Accessing and decompressing GBWT node records is somewhat slow. Algorithms that repeatedly access the edges in a small subgraph may create a `CachedGBWT` cache using `get_cache()` and pass it explicitly to the relevant queries. Alternatively, they can create a `CachedGBWTGraph` overlay graph that uses a cache automatically. Both types of caches store all accessed records, so a new cache should be created for each subgraph.

GBWTGraph also supports an experimental `SegmentHandleGraph` interface with GFA-like semantics. Each GFA segment with a string name maps to a range of node ids, and GFA links correspond to edges that connect the ends of segments. This interface is currently only available in graphs built using `SequenceSource`.

The package also includes:

* [GBZ file format](https://github.com/jltsiren/gbwtgraph/blob/master/SERIALIZATION.md).
* GBWT / GBWTGraph construction from a subset of GFA1, and GFA extraction from a GBWTGraph.
* A generic kmer index and a generic minimizer index for indexing the haplotypes in the GBWTGraph.
* GBWT construction from a greedy maximum path cover:
  * Artificial paths that try to cover all length-k contexts equally, either in the entire graph or only in components that do not already contain paths.
  * Concatenations of local length-k haplotypes sampled according to their true frequencies.

## Construction from GFA

The `gfa2gbwt` tool can be used for building GBWTGraph from GFA1, for extracting GFA from the graph, and for converting between plain and compressed representations of GBWTGraph. The tool interprets the GFA file in the following way:

* Overlaps, containments, and tags are ignored.
* Segments and links are inferred from the paths; the corresponding S-lines and L-lines must still exist in the file.
* Experimental W-lines are the primary representation of haplotype paths.
* If there are both P-lines and W-lines in the file, the P-lines are assumed to be reference paths. They are stored with sample name `_gbwt_ref` and with the path name as contig name.
* If there are only P-lines in the file, GBWT metadata can be parsed by providing a regex and a mapping from submatches to metadata fields.

In the plain representation, the GBWT index and the GBWTGraph are stored in separate `.gbwt` and `.gg` files. The compressed representation uses a single `.gbz` file, with the graph stored more space-efficiently than the in-memory representation.

## Dependencies

* [libhandlegraph](https://github.com/vgteam/libhandlegraph) for the handle graph interface.
* [GBWT](https://github.com/jltsiren/gbwt) for the backend.
* [SDSL](https://github.com/vgteam/sdsl-lite) (vgteam fork) for low-level data structures.

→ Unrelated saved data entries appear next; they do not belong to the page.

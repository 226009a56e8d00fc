// ── Domain model ──
//
// Transport-neutral value and path types shared by the tree, the adapters
// and the models.

pub mod path;
pub mod value;

pub use path::{ItemPath, PathPattern};
pub use value::{Format, Value};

These dependencies should be installed separately (the latest master should always work). Because libhandlegraph and SDSL are header-based libraries, having multiple versions of them in the same project may cause issues. Hence all submodules of the main project should use the same copies of these libraries.

All dependencies should be installed before compiling GBWTGraph. By default, libhandlegraph installs to system directories, while GBWT and SDSL install to the user's home directory. Dependencies not installed in system directories should use the same install prefix as SDSL.

## Compiling GBWTGraph

GBWTGraph uses C++14 and OpenMP. At the moment, it compiles with g++ (version 6.1 or newer should be enough) on both Mac and Linux. Apple Clang will also work on Mac, but you must install libomp separately from Macports or Homebrew. Some algorithms are slower when compiled with Clang, because there is no multithreaded `std::sort`.

GBWTGraph is frequently tested in the following environments:

* Intel Linux (Ubuntu) with GCC.
* Intel macOS with GCC and Apple Clang.
* ARM macOS with Apple Clang.

Like GBWT, GBWTGraph takes its compiler options from SDSL. For this purpose, you must set `SDSL_DIR` in the makefile to your SDSL main directory. The default value is `../sdsl-lite`, which is usually appropriate. The makefile will read `$SDSL_DIR/Make.helper` to determine compilers and compiler options.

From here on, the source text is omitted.